Mother Sending Photos of "perfect" family

Anonymous
I'm struggling in numerous ways...

My mom constantly sending me photos, videos, etc. of my siblings' "perfect" life (those are her words and perception, not mine). "Looks at Larla and Johnny, they are going on another honeymoon vacation for their 7th wedding anniversary. They have so much joy in their life."
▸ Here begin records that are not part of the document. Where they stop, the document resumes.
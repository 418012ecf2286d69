use std::io::Cursor;

use image::{DynamicImage, ImageFormat, Rgb, RgbImage};

use crate::config::ThumbnailSize;
use crate::error::CatalogError;

/// Renders `image` into a PNG that fits inside `size`, preserving aspect ratio.
pub fn render_thumbnail(
    image: &DynamicImage,
    size: ThumbnailSize,
) -> Result<Vec<u8>, CatalogError> {
    let _span = tracing::debug_span!(
        "assembler.thumbnail",
        width = size.width,
        height = size.height
    )
    .entered();

    let preview = image.thumbnail(size.width, size.height);
    encode_png(&preview)
}

/// A white placeholder with the page's aspect ratio, for pages that carry
/// no embedded image to preview.
pub fn blank_thumbnail(
    page_width: f64,
    page_height: f64,
    size: ThumbnailSize,
) -> Result<Vec<u8>, CatalogError> {
    let (width, height) = fit_within(page_width, page_height, size);
    let canvas = RgbImage::from_pixel(width, height, Rgb([255, 255, 255]));
    encode_png(&DynamicImage::ImageRgb8(canvas))
}

fn fit_within(width: f64, height: f64, size: ThumbnailSize) -> (u32, u32) {
    if !(width > 0.0 && height > 0.0) {
        return (size.width, size.height);
    }
    let scale = (size.width as f64 / width).min(size.height as f64 / height);
    let w = (width * scale).round().clamp(1.0, size.width as f64) as u32;
    let h = (height * scale).round().clamp(1.0, size.height as f64) as u32;
    (w, h)
}

fn encode_png(image: &DynamicImage) -> Result<Vec<u8>, CatalogError> {
    let mut buffer = Cursor::new(Vec::new());
    image
        .write_to(&mut buffer, ImageFormat::Png)
        .map_err(|e| CatalogError::Image(format!("Failed to encode thumbnail: {}", e)))?;
    Ok(buffer.into_inner())
}
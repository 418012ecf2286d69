//! One capture-to-catalog session.
//!
//! `DocumentSession` owns the staging buffer and the pending file name and
//! shares the assembler and catalog store with whoever else needs them.
//! Assembly and import run on the blocking pool so callers on an async
//! runtime are never stalled by PDF composition.

use std::path::PathBuf;
use std::sync::{Arc, Mutex, MutexGuard};

use tokio::sync::watch;
use uuid::Uuid;

use crate::assembler::DocumentAssembler;
use crate::broadcast::CatalogBroadcaster;
use crate::catalog::{project, CatalogEntry, CatalogStore, LoadReport, SortKey};
use crate::config::{validate_config, Config};
use crate::db::Database;
use crate::error::{CatalogError, ScanshelfError};
use crate::staging::{PageImage, StagedPage, StagingBuffer, StagingSnapshot};
use crate::storage::FileResolver;

fn lock<T>(mutex: &Mutex<T>) -> MutexGuard<'_, T> {
    match mutex.lock() {
        Ok(guard) => guard,
        Err(poisoned) => {
            log::warn!("Session lock was poisoned, recovering");
            poisoned.into_inner()
        }
    }
}

pub struct DocumentSession {
    staging: Mutex<StagingBuffer>,
    pending_name: Mutex<Option<String>>,
    staging_tx: watch::Sender<StagingSnapshot>,
    assembler: Arc<DocumentAssembler>,
    store: Arc<CatalogStore>,
}

impl DocumentSession {
    pub fn new(assembler: Arc<DocumentAssembler>, store: Arc<CatalogStore>) -> Self {
        let (staging_tx, _) = watch::channel(StagingSnapshot::default());
        Self {
            staging: Mutex::new(StagingBuffer::new()),
            pending_name: Mutex::new(None),
            staging_tx,
            assembler,
            store,
        }
    }

    /// Opens the database and catalog described by `config`.
    pub fn open(config: &Config) -> Result<(Self, LoadReport), ScanshelfError> {
        validate_config(config)?;

        let db = Database::open(&config.database_path)?;
        let resolver = FileResolver::new(&config.catalog_directory);
        let events = CatalogBroadcaster::new(config.event_capacity);
        let (store, report) = CatalogStore::open(db, resolver, events)?;
        let assembler = DocumentAssembler::from_config(config);

        Ok((Self::new(Arc::new(assembler), Arc::new(store)), report))
    }

    pub fn store(&self) -> &Arc<CatalogStore> {
        &self.store
    }

    pub fn assembler(&self) -> &Arc<DocumentAssembler> {
        &self.assembler
    }

    fn update_staging<T>(&self, f: impl FnOnce(&mut StagingBuffer) -> T) -> T {
        let mut buffer = lock(&self.staging);
        let result = f(&mut buffer);
        self.staging_tx.send_replace(buffer.snapshot());
        result
    }

    pub fn select_images(&self, images: Vec<PageImage>) {
        self.update_staging(|buffer| buffer.select_images(images));
    }

    pub fn promote_selection(&self) -> usize {
        self.update_staging(StagingBuffer::promote_selection)
    }

    pub fn discard_selection(&self) {
        self.update_staging(StagingBuffer::discard_selection);
    }

    pub fn add_pages(&self, images: Vec<PageImage>) -> Vec<Uuid> {
        self.update_staging(|buffer| buffer.add(images))
    }

    pub fn toggle_include(&self, id: Uuid) -> Option<bool> {
        self.update_staging(|buffer| buffer.toggle_include(id))
    }

    pub fn included_pages(&self) -> Vec<StagedPage> {
        lock(&self.staging)
            .included_pages()
            .into_iter()
            .cloned()
            .collect()
    }

    pub fn staging_snapshot(&self) -> StagingSnapshot {
        self.staging_tx.borrow().clone()
    }

    pub fn watch_staging(&self) -> watch::Receiver<StagingSnapshot> {
        self.staging_tx.subscribe()
    }

    /// Name used by the next [`assemble`](Self::assemble). Blank clears it.
    pub fn set_file_name(&self, name: impl Into<String>) {
        let name = name.into();
        *lock(&self.pending_name) = if name.trim().is_empty() {
            None
        } else {
            Some(name)
        };
    }

    pub fn file_name(&self) -> Option<String> {
        lock(&self.pending_name).clone()
    }

    /// Drops everything staged and the pending name.
    pub fn abandon(&self) {
        self.update_staging(StagingBuffer::clear);
        *lock(&self.pending_name) = None;
    }

    /// Assembles the included pages under the pending name, catalogs the
    /// result and makes it the active file. Staging is reset only on success.
    pub async fn assemble(&self) -> Result<CatalogEntry, CatalogError> {
        let images = lock(&self.staging).included_images();
        if images.is_empty() {
            return Err(CatalogError::EmptyInput);
        }
        let name = self.file_name();

        let assembler = Arc::clone(&self.assembler);
        let store = Arc::clone(&self.store);
        let entry = tokio::task::spawn_blocking(move || {
            assembler.assemble_into(&store, &images, name.as_deref())
        })
        .await
        .map_err(|e| CatalogError::Task(e.to_string()))??;

        self.abandon();
        self.store
            .select_active(Some(entry.location().to_path_buf()));
        Ok(entry)
    }

    /// Imports a PDF picked from outside the catalog and makes it active.
    pub async fn import_pdf(
        &self,
        source: PathBuf,
        name: Option<String>,
    ) -> Result<CatalogEntry, CatalogError> {
        let assembler = Arc::clone(&self.assembler);
        let store = Arc::clone(&self.store);
        let entry = tokio::task::spawn_blocking(move || {
            assembler.import_file(&store, &source, name.as_deref())
        })
        .await
        .map_err(|e| CatalogError::Task(e.to_string()))??;

        self.store
            .select_active(Some(entry.location().to_path_buf()));
        Ok(entry)
    }

    /// Current catalog filtered by `search_text` and ordered by `sort`.
    pub fn catalog_view(&self, search_text: &str, sort: SortKey) -> Vec<CatalogEntry> {
        project(&self.store.list(), search_text, sort)
    }
}

#[cfg(test)]
mod tests {
    use super::*;
    use crate::config::ThumbnailSize;
    use image::{DynamicImage, Rgb, RgbImage};
    use tempfile::TempDir;

    fn session() -> (TempDir, DocumentSession) {
        let dir = TempDir::new().unwrap();
        let resolver = FileResolver::new(dir.path().join("docs"));
        let (store, _) = CatalogStore::open(
            Database::open_in_memory().unwrap(),
            resolver.clone(),
            CatalogBroadcaster::default(),
        )
        .unwrap();
        let assembler = DocumentAssembler::new(resolver, ThumbnailSize::default(), "Scanned");
        (dir, DocumentSession::new(Arc::new(assembler), Arc::new(store)))
    }

    fn page(shade: u8) -> PageImage {
        PageImage::from_image(DynamicImage::ImageRgb8(RgbImage::from_pixel(
            20,
            30,
            Rgb([shade, shade, shade]),
        )))
    }

    #[test]
    fn test_selection_then_promote() {
        let (_dir, session) = session();
        let mut rx = session.watch_staging();

        session.select_images(vec![page(1), page(2)]);
        assert_eq!(session.staging_snapshot().selected, 2);
        assert!(session.staging_snapshot().pages.is_empty());

        assert_eq!(session.promote_selection(), 2);
        assert!(rx.has_changed().unwrap());
        let snapshot = rx.borrow_and_update().clone();
        assert_eq!(snapshot.selected, 0);
        assert_eq!(snapshot.pages.len(), 2);
    }

    #[test]
    fn test_blank_file_name_is_cleared() {
        let (_dir, session) = session();
        session.set_file_name("Taxes");
        assert_eq!(session.file_name().as_deref(), Some("Taxes"));

        session.set_file_name("  ");
        assert_eq!(session.file_name(), None);
    }

    #[tokio::test]
    async fn test_assemble_resets_session() {
        let (_dir, session) = session();
        session.add_pages(vec![page(10), page(20)]);
        session.set_file_name("Lease");

        let entry = session.assemble().await.unwrap();

        assert_eq!(entry.name(), "Lease");
        assert_eq!(entry.page_count(), 2);
        assert!(session.staging_snapshot().pages.is_empty());
        assert_eq!(session.file_name(), None);
        assert_eq!(session.store().active().as_deref(), Some(entry.location()));
    }

    #[tokio::test]
    async fn test_assemble_with_nothing_included() {
        let (_dir, session) = session();
        let ids = session.add_pages(vec![page(10)]);
        session.toggle_include(ids[0]);
        session.set_file_name("Kept");

        let result = session.assemble().await;

        assert!(matches!(result, Err(CatalogError::EmptyInput)));
        assert!(session.store().is_empty());
        assert_eq!(session.staging_snapshot().pages.len(), 1);
        assert_eq!(session.file_name().as_deref(), Some("Kept"));
    }

    #[tokio::test]
    async fn test_abandon_discards_everything() {
        let (_dir, session) = session();
        session.select_images(vec![page(1)]);
        session.add_pages(vec![page(2)]);
        session.set_file_name("Draft");

        session.abandon();

        assert_eq!(session.staging_snapshot(), StagingSnapshot::default());
        assert_eq!(session.file_name(), None);
    }
}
Look at your niece Jane, isn't is such a calm, well balanced child. She only goes to preschool 4 hours per day. "Your brother in law's sister, you know the one who is a child psychologist, says that daycare more than 4 hours per day is a traumatic experience for young children."

I mostly ignore these messages (text, emails, etc) but it's getting on my nerves because they are directly sent to me and with constant digs, and they are sent on a DAILY basis.

When I make it clear, it's annoying, "oh I'm sorry, you have so much anger in your life these days." I ignore them, "I guess, you are going through so much that you are numb and can't be happy for your siblings."
Anonymous
Why are you so sensitive? Start bragging about how great your family/life is, be happy for them and call it a draw.
Anonymous
Learn to ignore. My mom does the same thing.
Anonymous
Anonymous wrote:Learn to ignore. My mom does the same thing.


When she sends you the emails, photos, etc, do you completely ignore them or send back some superficial response? Serious question. trying to learn some effective tips.
Anonymous
Please ignore pp 13:57.

Clearly what your mom is doing is wrong and abusive.

The thing is she won't change and confronting her as you already know won't get her to change. You have to understand she is a sick person.

Distance yourself from her.

Only respond to her emails once a week with a general.

" Glad they are doing well."

Make no further comments.

Be proud of your life.

Anonymous
Your mom is passive aggressive and provocative.

Ignore such emails and photo captions. And when I say ignore, I mean do not acknowledge in any way whatsoever. She is desperate to gets rise out of you.
Anonymous
Anonymous wrote:Your mom is passive aggressive and provocative.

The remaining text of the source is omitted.